Final NICE guidance recommends GIOTRIF® (afatinib) for first-line treatment of EGFR mutation positive advanced lung cancer
Lung cancer patients in the UK now have access to a new targeted treatment Giotrif® (afatinib), the first oncology treatment to be developed by Boehringer Ingelheim. The National Institute for Health and Care Excellence (NICE) has issued its final Health Technology Appraisal recommending afatinib as a first-line treatment option "for treating epidermal growth factor receptor mutation-positive locally advanced or metastatic non-small cell lung cancer (NSCLC)".1 Afatinib is only the second oncology drug to be approved by NICE in the past fourteen months2 and was the only EGFR TKI in lung cancer to go straight to Final Appraisal Determination (FAD) based on the strength of the clinical and cost-effectiveness evidence.1,3,4
NHS England has recommended that afatinib is reimbursed at day zero, rather than after the standard 90 day implementation period.

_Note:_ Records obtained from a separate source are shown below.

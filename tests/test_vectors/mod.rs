// Test vectors module for interoperability testing
// Published AES-GCM vectors plus edge cases for nonce lengths and block
// boundaries, stored as JSON beside this file

pub mod aes_gcm;
//! Per-message parameters: nonce, associated data and authentication tag

use rand::rngs::OsRng;
use rand::RngCore;
use serde::{Deserialize, Serialize};
use subtle::{Choice, ConstantTimeEq};
use zeroize::Zeroize;

use crate::error::{error_codes, GcmError, GcmResult};
use crate::security::constant_time::ct_tag_eq;

/// Canonical nonce length in bytes; other lengths take the hashed J0 path
pub const CANONICAL_NONCE_SIZE: usize = 12;

/// Size of the GCM authentication tag in bytes
pub const TAG_SIZE: usize = 16;

/// GCM nonce of any non-empty length
#[derive(Clone, PartialEq, Eq, Serialize, Deserialize)]
#[serde(try_from = "Vec<u8>", into = "Vec<u8>")]
pub struct Nonce(Vec<u8>);

impl Nonce {
    /// Create a nonce from bytes
    ///
    /// # Errors
    ///
    /// Returns `InvalidParameter` if the nonce is empty
    pub fn new(nonce: &[u8]) -> GcmResult<Self> {
        if nonce.is_empty() {
            return Err(GcmError::invalid_parameter(
                "nonce",
                "at least 1 byte",
                "0 bytes",
                error_codes::AES_INVALID_NONCE_SIZE,
            ));
        }
        Ok(Self(nonce.to_vec()))
    }

    /// Generate a random 12-byte nonce
    ///
    /// A nonce must never repeat under the same key. Random 96-bit nonces
    /// are safe for roughly 2^32 messages per key.
    pub fn generate() -> GcmResult<Self> {
        let mut nonce = vec![0u8; CANONICAL_NONCE_SIZE];
        OsRng
            .try_fill_bytes(&mut nonce)
            .map_err(|e| GcmError::RandomGenerationError {
                cause: e.to_string(),
                error_code: error_codes::INSUFFICIENT_ENTROPY,
            })?;
        Ok(Self(nonce))
    }

    /// Nonce bytes
    pub fn as_bytes(&self) -> &[u8] {
        &self.0
    }

    /// Nonce length in bytes
    pub fn len(&self) -> usize {
        self.0.len()
    }

    /// Always false; empty nonces are rejected at construction
    pub fn is_empty(&self) -> bool {
        self.0.is_empty()
    }

    /// Whether this nonce takes the direct (non-hashed) J0 path
    pub fn is_canonical(&self) -> bool {
        self.0.len() == CANONICAL_NONCE_SIZE
    }
}

impl TryFrom<Vec<u8>> for Nonce {
    type Error = GcmError;

    fn try_from(nonce: Vec<u8>) -> GcmResult<Self> {
        Self::new(&nonce)
    }
}

impl From<Nonce> for Vec<u8> {
    fn from(nonce: Nonce) -> Self {
        nonce.0
    }
}

impl std::fmt::Debug for Nonce {
    fn fmt(&self, f: &mut std::fmt::Formatter<'_>) -> std::fmt::Result {
        write!(f, "Nonce({})", hex::encode(&self.0))
    }
}

/// 16-byte GCM authentication tag
///
/// Equality is constant time; there is no `PartialEq` so `==` cannot be
/// used on tags by accident.
#[derive(Clone, Copy, Serialize, Deserialize, Zeroize)]
pub struct AuthTag([u8; TAG_SIZE]);

impl AuthTag {
    /// Create a tag from exactly 16 bytes
    ///
    /// # Errors
    ///
    /// Returns `InvalidParameter` for any other length. Truncated tags are
    /// not supported.
    pub fn from_slice(tag: &[u8]) -> GcmResult<Self> {
        if tag.len() != TAG_SIZE {
            return Err(GcmError::invalid_parameter(
                "tag",
                &format!("{} bytes", TAG_SIZE),
                &format!("{} bytes", tag.len()),
                error_codes::GCM_INVALID_TAG_SIZE,
            ));
        }
        let mut bytes = [0u8; TAG_SIZE];
        bytes.copy_from_slice(tag);
        Ok(Self(bytes))
    }

    /// Parse a tag from 32 hex characters
    pub fn from_hex(tag: &str) -> GcmResult<Self> {
        let bytes = hex::decode(tag).map_err(|e| {
            GcmError::invalid_parameter(
                "tag",
                "hex string",
                &e.to_string(),
                error_codes::GCM_INVALID_TAG_SIZE,
            )
        })?;
        Self::from_slice(&bytes)
    }

    /// Tag bytes
    pub fn as_bytes(&self) -> &[u8; TAG_SIZE] {
        &self.0
    }

    /// Lower-case hex encoding of the tag
    pub fn to_hex(&self) -> String {
        hex::encode(self.0)
    }

    pub(crate) fn from_bytes(bytes: [u8; TAG_SIZE]) -> Self {
        Self(bytes)
    }
}

impl From<[u8; TAG_SIZE]> for AuthTag {
    fn from(bytes: [u8; TAG_SIZE]) -> Self {
        Self(bytes)
    }
}

impl AsRef<[u8]> for AuthTag {
    fn as_ref(&self) -> &[u8] {
        &self.0
    }
}

impl ConstantTimeEq for AuthTag {
    fn ct_eq(&self, other: &Self) -> Choice {
        ct_tag_eq(&self.0, &other.0)
    }
}

impl std::fmt::Debug for AuthTag {
    fn fmt(&self, f: &mut std::fmt::Formatter<'_>) -> std::fmt::Result {
        write!(f, "AuthTag({})", self.to_hex())
    }
}

/// Everything that varies per message, supplied in one piece when a
/// message starts
///
/// # Examples
///
/// ```
/// use qasa_gcm::gcm::{MessageParams, Nonce};
///
/// let nonce = Nonce::new(&[0x24; 12]).unwrap();
/// let params = MessageParams::new(nonce).with_aad(b"header");
/// assert_eq!(params.aad(), b"header");
/// ```
#[derive(Clone, Debug)]
pub struct MessageParams {
    nonce: Nonce,
    aad: Vec<u8>,
}

impl MessageParams {
    /// Parameters with the given nonce and no associated data
    pub fn new(nonce: Nonce) -> Self {
        Self {
            nonce,
            aad: Vec::new(),
        }
    }

    /// Validate raw nonce bytes and build parameters in one step
    pub fn from_parts(nonce: &[u8], aad: &[u8]) -> GcmResult<Self> {
        Ok(Self::new(Nonce::new(nonce)?).with_aad(aad))
    }

    /// Attach associated data
    pub fn with_aad(mut self, aad: &[u8]) -> Self {
        self.aad = aad.to_vec();
        self
    }

    /// The message nonce
    pub fn nonce(&self) -> &Nonce {
        &self.nonce
    }

    /// The associated data, empty if none was attached
    pub fn aad(&self) -> &[u8] {
        &self.aad
    }
}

This will allow lung cancer patients to have immediate access to afatinib should their clinician wish to prescribe it.
"I am delighted that this will end uncertainty and standardise access to afatinib for patients in England following last month's acceptance in Scotland. It is now the responsibility of the NHS in England to provide funding. This will ensure that patients living with EGFR mutation positive advanced non-small cell lung cancer can benefit from first-line treatment with afatinib without delay," commented Zinta Krumins, Managing Director Boehringer Ingelheim UK/Ireland.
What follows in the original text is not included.